Pizza is an obvious candidate for 3D printing because it can be printed in distinct layers, so it only requires the print head to extrude one substance at a time. Contractor’s “pizza printer” is still at the conceptual stage, and he will begin building it within two weeks. It works by first “printing” a layer of dough, which is baked at the same time it’s printed, by a heated plate at the bottom of the printer. Then it lays down a tomato base, “which is also stored in a powdered form, and then mixed with water and oil,” says Contractor.

Finally, the pizza is topped with the delicious-sounding “protein layer,” which could come from any source, including animals, milk or plants.

 

The prototype for Contractor’s pizza printer (captured in a video, above) which helped him earn a grant from NASA, was a simple chocolate printer.
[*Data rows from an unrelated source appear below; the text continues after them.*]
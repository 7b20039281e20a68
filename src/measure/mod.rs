//! Text measurement and line wrapping.
//!
//! A block's runs are flattened into [`Segment`]s, prepared once into break
//! units, and then wrapped at any scale and width. Widths and line heights are
//! linear in font size, so the fit solver can search over scales without
//! re-segmenting the text.

mod breaking;

use serde::{Deserialize, Serialize};
use unicode_segmentation::UnicodeSegmentation;

use crate::error::Result;
use crate::fonts::MetricsProvider;
use crate::model::{FontId, FontMetrics, LineBreak, EPSILON};

use breaking::TokenKind;

/// A span of text set in one font at one size.
#[derive(Debug, Clone, Copy)]
pub struct Segment<'a> {
    /// The text to set
    pub text: &'a str,
    /// Metrics of the font used
    pub metrics: &'a FontMetrics,
    /// Font size in points
    pub size: f32,
}

impl<'a> Segment<'a> {
    /// Create a new segment.
    pub fn new(text: &'a str, metrics: &'a FontMetrics, size: f32) -> Self {
        Self {
            text,
            metrics,
            size,
        }
    }
}

/// Result of laying out text in a given width.
#[derive(Debug, Clone, Default, PartialEq, Serialize, Deserialize)]
pub struct Measurement {
    /// Width of the widest line, trailing spaces excluded
    pub width: f32,
    /// Sum of line heights
    pub height: f32,
    /// Where each line after the first begins
    pub line_breaks: Vec<LineBreak>,
    /// Number of lines
    pub line_count: usize,
    /// Some text had no known script and was broken per grapheme
    pub degraded: bool,
}

impl Measurement {
    /// Check if the text fits a box, allowing `tolerance` (fraction of the
    /// height) extra vertically.
    pub fn fits(&self, width: f32, height: f32, tolerance: f32) -> bool {
        self.width <= width + EPSILON && self.height <= height + tolerance * height + EPSILON
    }
}

/// A grapheme with its width at unit scale.
#[derive(Debug, Clone)]
struct Piece {
    start: LineBreak,
    width: f32,
    line_height: f32,
}

#[derive(Debug, Clone)]
enum Unit {
    /// Text that is kept on one line when it fits
    Content {
        start: LineBreak,
        width: f32,
        line_height: f32,
        pieces: Vec<Piece>,
        last: TokenKind,
    },
    /// Whitespace; hangs at the end of a line
    Space { width: f32, line_height: f32 },
    /// Forced break; the next line starts at `next`
    HardBreak { next: LineBreak, line_height: f32 },
}

/// Text split into break units, ready to be wrapped repeatedly.
#[derive(Debug, Clone, Default)]
pub struct PreparedText {
    units: Vec<Unit>,
    degraded: bool,
}

fn grapheme_width(grapheme: &str, metrics: &FontMetrics, size: f32) -> f32 {
    let mut chars = grapheme.chars();
    let Some(base) = chars.next() else {
        return 0.0;
    };
    metrics.advance(base, size)
        + chars
            .filter_map(|c| metrics.mapped_advance(c, size))
            .sum::<f32>()
}

impl PreparedText {
    /// Segment and measure the given spans.
    ///
    /// Segment indices become the `run` field of reported line breaks.
    pub fn new(segments: &[Segment<'_>]) -> Self {
        let mut prepared = Self::default();

        for (run, segment) in segments.iter().enumerate() {
            let tokens = breaking::tokenize(segment.text);
            prepared.degraded |= tokens.degraded;
            let line_height = segment.metrics.line_height(segment.size);

            for token in tokens.tokens {
                let slice = &segment.text[token.start..token.end];
                match token.kind {
                    TokenKind::HardBreak => prepared.units.push(Unit::HardBreak {
                        next: LineBreak::new(run, token.end),
                        line_height,
                    }),
                    TokenKind::Space => {
                        let width: f32 = slice
                            .graphemes(true)
                            .map(|g| grapheme_width(g, segment.metrics, segment.size))
                            .sum();
                        prepared.push_space(width, line_height);
                    }
                    TokenKind::Word | TokenKind::Cluster => {
                        let pieces: Vec<Piece> = slice
                            .grapheme_indices(true)
                            .map(|(offset, g)| Piece {
                                start: LineBreak::new(run, token.start + offset),
                                width: grapheme_width(g, segment.metrics, segment.size),
                                line_height,
                            })
                            .collect();
                        prepared.push_content(token.kind, token.no_break_before, pieces);
                    }
                }
            }
        }

        prepared
    }

    fn push_space(&mut self, width: f32, height: f32) {
        if let Some(Unit::Space {
            width: w,
            line_height,
        }) = self.units.last_mut()
        {
            *w += width;
            *line_height = line_height.max(height);
            return;
        }
        self.units.push(Unit::Space {
            width,
            line_height: height,
        });
    }

    fn push_content(&mut self, kind: TokenKind, no_break_before: bool, pieces: Vec<Piece>) {
        let Some(first) = pieces.first() else {
            return;
        };
        let start = first.start;
        let added_width: f32 = pieces.iter().map(|p| p.width).sum();
        let added_height = pieces.iter().map(|p| p.line_height).fold(0.0, f32::max);

        if let Some(Unit::Content {
            width,
            line_height,
            pieces: existing,
            last,
            ..
        }) = self.units.last_mut()
        {
            // A word continuing across a run boundary, or punctuation that
            // may not start a line, stays with the previous unit.
            let glued = no_break_before || (kind == TokenKind::Word && *last == TokenKind::Word);
            if glued {
                *width += added_width;
                *line_height = line_height.max(added_height);
                existing.extend(pieces);
                *last = kind;
                return;
            }
        }

        self.units.push(Unit::Content {
            start,
            width: added_width,
            line_height: added_height,
            pieces,
            last: kind,
        });
    }

    /// Check if there is nothing to lay out.
    pub fn is_empty(&self) -> bool {
        self.units.is_empty()
    }

    /// Check if any text fell back to grapheme breaking.
    pub fn is_degraded(&self) -> bool {
        self.degraded
    }

    /// Width of the text set on a single line at `scale`.
    pub fn natural_width(&self, scale: f32) -> f32 {
        self.wrap(scale, f32::INFINITY).width
    }

    /// Wrap the text into lines no wider than `max_width`, with every font
    /// size multiplied by `scale`.
    ///
    /// Lines break at the last opportunity that fits. A unit wider than the
    /// whole line is split at grapheme boundaries; a single grapheme that is
    /// still too wide is placed anyway.
    pub fn wrap(&self, scale: f32, max_width: f32) -> Measurement {
        let mut lines = LineBuilder::new(max_width);

        for unit in &self.units {
            match unit {
                Unit::HardBreak { next, line_height } => {
                    lines.touch(line_height * scale);
                    lines.finish(Some(*next));
                }
                Unit::Space { width, line_height } => {
                    lines.pending += width * scale;
                    lines.touch(line_height * scale);
                }
                Unit::Content {
                    start,
                    width,
                    line_height,
                    pieces,
                    ..
                } => {
                    if width * scale <= max_width + EPSILON {
                        lines.place(*start, width * scale, line_height * scale);
                    } else {
                        for piece in pieces {
                            lines.place(piece.start, piece.width * scale, piece.line_height * scale);
                        }
                    }
                }
            }
        }

        if lines.has_tokens {
            lines.finish(None);
        }

        Measurement {
            width: lines.widest,
            height: lines.total_height,
            line_breaks: lines.breaks,
            line_count: lines.count,
            degraded: self.degraded,
        }
    }
}

/// Greedy line filler.
struct LineBuilder {
    max_width: f32,
    widest: f32,
    total_height: f32,
    count: usize,
    breaks: Vec<LineBreak>,
    width: f32,
    pending: f32,
    height: f32,
    has_tokens: bool,
    has_content: bool,
}

impl LineBuilder {
    fn new(max_width: f32) -> Self {
        Self {
            max_width,
            widest: 0.0,
            total_height: 0.0,
            count: 0,
            breaks: Vec::new(),
            width: 0.0,
            pending: 0.0,
            height: 0.0,
            has_tokens: false,
            has_content: false,
        }
    }

    fn touch(&mut self, line_height: f32) {
        self.height = self.height.max(line_height);
        self.has_tokens = true;
    }

    fn place(&mut self, start: LineBreak, width: f32, line_height: f32) {
        if self.has_content && self.width + self.pending + width > self.max_width + EPSILON {
            self.finish(Some(start));
        }
        self.width += self.pending + width;
        self.pending = 0.0;
        self.has_content = true;
        self.touch(line_height);
    }

    fn finish(&mut self, next: Option<LineBreak>) {
        self.widest = self.widest.max(self.width);
        self.total_height += self.height;
        self.count += 1;
        if let Some(next) = next {
            self.breaks.push(next);
        }
        self.width = 0.0;
        self.pending = 0.0;
        self.height = 0.0;
        self.has_tokens = false;
        self.has_content = false;
    }
}

/// Lay out spans of text in `max_width`.
pub fn measure_segments(segments: &[Segment<'_>], max_width: f32) -> Measurement {
    PreparedText::new(segments).wrap(1.0, max_width)
}

/// Lay out a string set in one font.
///
/// Fails with `FontNotFound` when the provider has no metrics for `font`.
pub fn measure(
    text: &str,
    font: &FontId,
    size: f32,
    max_width: f32,
    provider: &dyn MetricsProvider,
) -> Result<Measurement> {
    let metrics = provider.metrics(font)?;
    Ok(measure_segments(
        &[Segment::new(text, metrics, size)],
        max_width,
    ))
}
It’s not much to look at, nor is it the first of its kind, but at least it’s a proof of concept.

Replacing cookbooks with open-source recipes
mendel_small.jpg?w=1024&h=688
SMRC’s prototype 3D food printer will be based on open-source hardware from the RepRap project.RepRap

Remember grandma’s treasure box of recipes written in pencil on yellowing note cards? In the future, we’ll all be able to trade recipes directly, as software. Each recipe will be a set of instructions that tells the printer which cartridge of powder to mix with which liquids, and at what rate and how it should be sprayed, one layer at time.
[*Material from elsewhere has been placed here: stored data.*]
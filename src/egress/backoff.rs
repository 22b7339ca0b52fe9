//! Retry backoff with jitter (`next_attempt_at = now +
//! min(base·2^retries, max_backoff) · (1 ± jitter)`), following the
//! exponential-backoff shape `RetryStrategy::execute_simple` uses in the
//! retrieved resilience example.

use rand::Rng;

#[derive(Debug, Clone, Copy)]
pub struct BackoffConfig {
    pub base_ms: u64,
    pub max_backoff_ms: u64,
    pub jitter_fraction: f64,
}

impl Default for BackoffConfig {
    fn default() -> Self {
        BackoffConfig {
            base_ms: 500,
            max_backoff_ms: 60_000,
            jitter_fraction: 0.2,
        }
    }
}

/// Computes the next attempt timestamp for a message about to be
/// requeued after its `retries`'th failure.
pub fn next_attempt_at(now: u64, retries: u32, config: &BackoffConfig) -> u64 {
    let exp = config.base_ms.saturating_mul(1u64.checked_shl(retries).unwrap_or(u64::MAX).max(1));
    let backoff = exp.min(config.max_backoff_ms);
    let jitter = config.jitter_fraction.clamp(0.0, 1.0);
    let factor = rand::thread_rng().gen_range((1.0 - jitter)..=(1.0 + jitter));
    let jittered = (backoff as f64 * factor).round().max(0.0) as u64;
    now + jittered
}

#[cfg(test)]
mod tests {
    use super::*;

    #[test]
    fn backoff_is_monotonically_bounded_by_max() {
        let config = BackoffConfig {
            base_ms: 100,
            max_backoff_ms: 1_000,
            jitter_fraction: 0.0,
        };
        for retries in 0..10 {
            let at = next_attempt_at(0, retries, &config);
            assert!(at <= 1_000);
        }
    }

    #[test]
    fn zero_retries_is_roughly_base() {
        let config = BackoffConfig {
            base_ms: 200,
            max_backoff_ms: 10_000,
            jitter_fraction: 0.0,
        };
        assert_eq!(next_attempt_at(1_000, 0, &config), 1_200);
    }
}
This will be possible because Contractor plans to keep the software portion of his 3D printer entirely open-source, so that anyone can look at its code, take it apart, understand it, and tweak recipes to fit. It would of course be possible for people to trade recipes even if this printer were proprietary—imagine something like an app store, but for recipes—but Contractor believes that by keeping his software open source, it will be even more likely that people will find creative uses for his hardware. His prototype 3D food printer also happens to be based on a piece of open-source hardware, the second-generation RepRap 3D printer.

“One of the major advantage of a 3D printer is that it provides personalized nutrition,” says Contractor. “If you’re male, female, someone is sick—they all have different dietary needs. If you can program your needs into a 3D printer, it can print exactly the nutrients that person requires.”
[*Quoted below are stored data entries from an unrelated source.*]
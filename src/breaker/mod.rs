//! Per-device circuit breaker + concurrency limiter.
//!
//! State transitions and the concurrency cap are implemented lock-free
//! via atomics ("Breaker state: lock-free via atomics"),
//! in the style of `connector_runtime::CircuitBreaker` and
//! `queue_keeper_core::circuit_breaker` from the retrieved resilience
//! examples.

use std::future::Future;
use std::sync::atomic::{AtomicI64, AtomicU32, AtomicU64, AtomicU8, Ordering};
use std::time::Duration;

use parking_lot::Mutex;
use serde::Serialize;
use thiserror::Error;

/// Observable state of a breaker.
#[derive(Debug, Clone, Copy, PartialEq, Eq, Serialize)]
pub enum CircuitState {
    Closed,
    Open,
    HalfOpen,
}

impl CircuitState {
    fn from_u8(v: u8) -> Self {
        match v {
            0 => CircuitState::Closed,
            1 => CircuitState::Open,
            _ => CircuitState::HalfOpen,
        }
    }

    fn to_u8(self) -> u8 {
        match self {
            CircuitState::Closed => 0,
            CircuitState::Open => 1,
            CircuitState::HalfOpen => 2,
        }
    }
}

#[derive(Debug, Clone)]
pub struct BreakerConfig {
    pub failure_threshold: u32,
    pub timeout: Duration,
    pub max_concurrency: u32,
}

impl Default for BreakerConfig {
    fn default() -> Self {
        Self {
            failure_threshold: 5,
            timeout: Duration::from_secs(30),
            max_concurrency: 16,
        }
    }
}

#[derive(Debug, Clone, Copy)]
pub struct BreakerMetrics {
    pub state: CircuitState,
    pub total_requests: u64,
    pub total_failures: u64,
    pub current_failures: u32,
    pub successes: u64,
    pub current_concurrency: u32,
}

/// Errors the breaker itself produces, distinct from the wrapped
/// operation's own error type. These are never counted as
/// operation failures, since no I/O was attempted).
#[derive(Debug, Error, PartialEq, Eq, Clone, Copy)]
pub enum BreakerRejection {
    #[error("circuit is open")]
    CircuitOpen,
    #[error("concurrency limit exceeded")]
    ConcurrencyExceeded,
}

#[derive(Debug, Error)]
pub enum BreakerError<E> {
    #[error(transparent)]
    Rejected(#[from] BreakerRejection),
    #[error("operation failed: {0}")]
    Operation(E),
}

/// Lets `CircuitBreaker::call` tell transient I/O failures (which should
/// trip the breaker) apart from validation errors that were surfaced
/// without any I/O being attempted ("NOT counted as breaker failure").
/// Defaults to `true` so error types that don't opt in behave as before.
pub trait BreakerFailure {
    fn counts_as_breaker_failure(&self) -> bool {
        true
    }
}

/// RAII guard for the concurrency slot acquired by `CircuitBreaker::call`.
/// Release on every exit path, including the wrapped future panicking.
struct ConcurrencyPermit<'a> {
    counter: &'a AtomicU32,
}

impl Drop for ConcurrencyPermit<'_> {
    fn drop(&mut self) {
        self.counter.fetch_sub(1, Ordering::AcqRel);
    }
}

/// A circuit breaker guarding one device (or any other gated resource).
pub struct CircuitBreaker {
    config: BreakerConfig,
    state: AtomicU8,
    failures: AtomicU32,
    concurrent_requests: AtomicU32,
    last_failure_at: AtomicI64,
    total_requests: AtomicU64,
    total_failures: AtomicU64,
    successes: AtomicU64,
    // Guards the Open -> HalfOpen transition so only one caller "wins"
    // the probe slot; plain atomics can't express that compare-and-swap
    // cleanly across (state, failures-reset) together.
    half_open_gate: Mutex<()>,
}

impl CircuitBreaker {
    pub fn new(config: BreakerConfig) -> Self {
        Self {
            config,
            state: AtomicU8::new(CircuitState::Closed.to_u8()),
            failures: AtomicU32::new(0),
            concurrent_requests: AtomicU32::new(0),
            last_failure_at: AtomicI64::new(0),
            total_requests: AtomicU64::new(0),
            total_failures: AtomicU64::new(0),
            successes: AtomicU64::new(0),
            half_open_gate: Mutex::new(()),
        }
    }

    pub fn state(&self) -> CircuitState {
        CircuitState::from_u8(self.state.load(Ordering::Acquire))
    }

    pub fn metrics(&self) -> BreakerMetrics {
        BreakerMetrics {
            state: self.state(),
            total_requests: self.total_requests.load(Ordering::Relaxed),
            total_failures: self.total_failures.load(Ordering::Relaxed),
            current_failures: self.failures.load(Ordering::Relaxed),
            successes: self.successes.load(Ordering::Relaxed),
            current_concurrency: self.concurrent_requests.load(Ordering::Relaxed),
        }
    }

    pub fn force_open(&self) {
        self.state.store(CircuitState::Open.to_u8(), Ordering::Release);
        self.last_failure_at.store(now_millis(), Ordering::Release);
    }

    pub fn force_close(&self) {
        self.state.store(CircuitState::Closed.to_u8(), Ordering::Release);
        self.failures.store(0, Ordering::Release);
    }

    pub fn reset(&self) {
        self.force_close();
        self.total_requests.store(0, Ordering::Release);
        self.total_failures.store(0, Ordering::Release);
        self.successes.store(0, Ordering::Release);
    }

    /// Whether a call would be allowed right now, without acquiring a
    /// concurrency slot or mutating the half-open gate. Used by callers
    /// that want to short-circuit before doing any setup work.
    pub fn allows_requests(&self) -> bool {
        match self.state() {
            CircuitState::Closed | CircuitState::HalfOpen => true,
            CircuitState::Open => {
                let elapsed = now_millis() - self.last_failure_at.load(Ordering::Acquire);
                elapsed >= self.config.timeout.as_millis() as i64
            }
        }
    }

    /// Execute `operation` under breaker + concurrency-limiter protection
    /// Always releases the concurrency slot on every exit
    /// path, including the operation panicking.
    pub async fn call<F, Fut, T, E>(&self, operation: F) -> Result<T, BreakerError<E>>
    where
        F: FnOnce() -> Fut,
        Fut: Future<Output = Result<T, E>>,
        E: BreakerFailure,
    {
        if let Err(rejection) = self.try_enter() {
            return Err(rejection.into());
        }

        // `fetch_add` returns the pre-increment value, so `+ 1` below is
        // the post-increment count this call just raised it to.
        let permit = ConcurrencyPermit {
            counter: &self.concurrent_requests,
        };
        if self.concurrent_requests.fetch_add(1, Ordering::AcqRel) + 1 > self.config.max_concurrency
        {
            // `permit`'s `Drop` undoes the increment we just made.
            return Err(BreakerRejection::ConcurrencyExceeded.into());
        }

        self.total_requests.fetch_add(1, Ordering::Relaxed);
        // `permit` is dropped (releasing the concurrency slot) whether
        // `operation()` resolves normally or this call frame unwinds from
        // a panic inside it, since the guard's `Drop` always runs during
        // unwinding.
        let result = operation().await;
        drop(permit);

        match result {
            Ok(value) => {
                self.on_success();
                Ok(value)
            }
            Err(err) => {
                if err.counts_as_breaker_failure() {
                    self.on_failure();
                }
                Err(BreakerError::Operation(err))
            }
        }
    }

    /// Checks state and performs the Open -> HalfOpen transition if the
    /// timeout has elapsed, without touching the concurrency counter.
    fn try_enter(&self) -> Result<(), BreakerRejection> {
        match self.state() {
            CircuitState::Closed | CircuitState::HalfOpen => Ok(()),
            CircuitState::Open => {
                let _gate = self.half_open_gate.lock();
                // Re-check under the gate: another caller may have
                // already flipped us to HalfOpen while we waited.
                if self.state() != CircuitState::Open {
                    return Ok(());
                }
                let elapsed = now_millis() - self.last_failure_at.load(Ordering::Acquire);
                if elapsed >= self.config.timeout.as_millis() as i64 {
                    self.state
                        .store(CircuitState::HalfOpen.to_u8(), Ordering::Release);
                    self.failures.store(0, Ordering::Release);
                    Ok(())
                } else {
                    Err(BreakerRejection::CircuitOpen)
                }
            }
        }
    }

    fn on_success(&self) {
        self.successes.fetch_add(1, Ordering::Relaxed);
        match self.state() {
            CircuitState::HalfOpen => {
                self.state.store(CircuitState::Closed.to_u8(), Ordering::Release);
                self.failures.store(0, Ordering::Release);
            }
            CircuitState::Closed => {
                self.failures.store(0, Ordering::Release);
            }
            CircuitState::Open => {}
        }
    }

    fn on_failure(&self) {
        self.total_failures.fetch_add(1, Ordering::Relaxed);
        self.last_failure_at.store(now_millis(), Ordering::Release);
        match self.state() {
            CircuitState::HalfOpen => {
                self.state.store(CircuitState::Open.to_u8(), Ordering::Release);
            }
            CircuitState::Closed => {
                let failures = self.failures.fetch_add(1, Ordering::AcqRel) + 1;
                if failures >= self.config.failure_threshold {
                    self.state.store(CircuitState::Open.to_u8(), Ordering::Release);
                }
            }
            CircuitState::Open => {}
        }
    }
}

/// Wall-clock milliseconds, used for the breaker's recovery-timeout
/// bookkeeping (comparable across the whole process lifetime, unlike a
/// `tokio::time::Instant` epoch).
fn now_millis() -> i64 {
    std::time::SystemTime::now()
        .duration_since(std::time::UNIX_EPOCH)
        .unwrap_or_default()
        .as_millis() as i64
}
Replacing farms with sources of environmentally-appropriate calories
meal_worms_3d.jpg?w=1024&h=576
2032: Delicious Uncle Sam’s Meal Cubes are laser-sintered from granulated mealworms; part of this healthy breakfast.TNO Research

Contractor is agnostic about the source of the food-based powders his system uses. One vision of how 3D printing could make it possible to turn just about any food-like starting material into an edible meal was outlined by TNO Research, the think tank of TNO, a Dutch holding company that owns a number of technology firms.

 

In TNO’s vision of a future of 3D printed meals, “alternative ingredients” for food include:

  • algae
  • duckweed
  • grass
  • lupine seeds
  • beet leafs
  • insects
From astronauts to emerging markets

While Contractor and his team are initially focusing on applications for long-distance space travel, his eventual goal is to turn his system for 3D printing food into a design that can be licensed to someone who wants to turn it into a business. His company has been “quite successful in doing that in the past,” and has created both a gadget that uses microwaves to evaluate the structural integrity of aircraft panels and a kind of metal screw that coats itself with protective sealant once it’s drilled into a sheet of metal.

Since Contractor’s 3D food printer doesn’t even exist in prototype form, it’s too early to address questions of cost or the healthiness (or not) of the food it produces. But let’s hope the algae and cricket pizza turns out to be tastier than it sounds.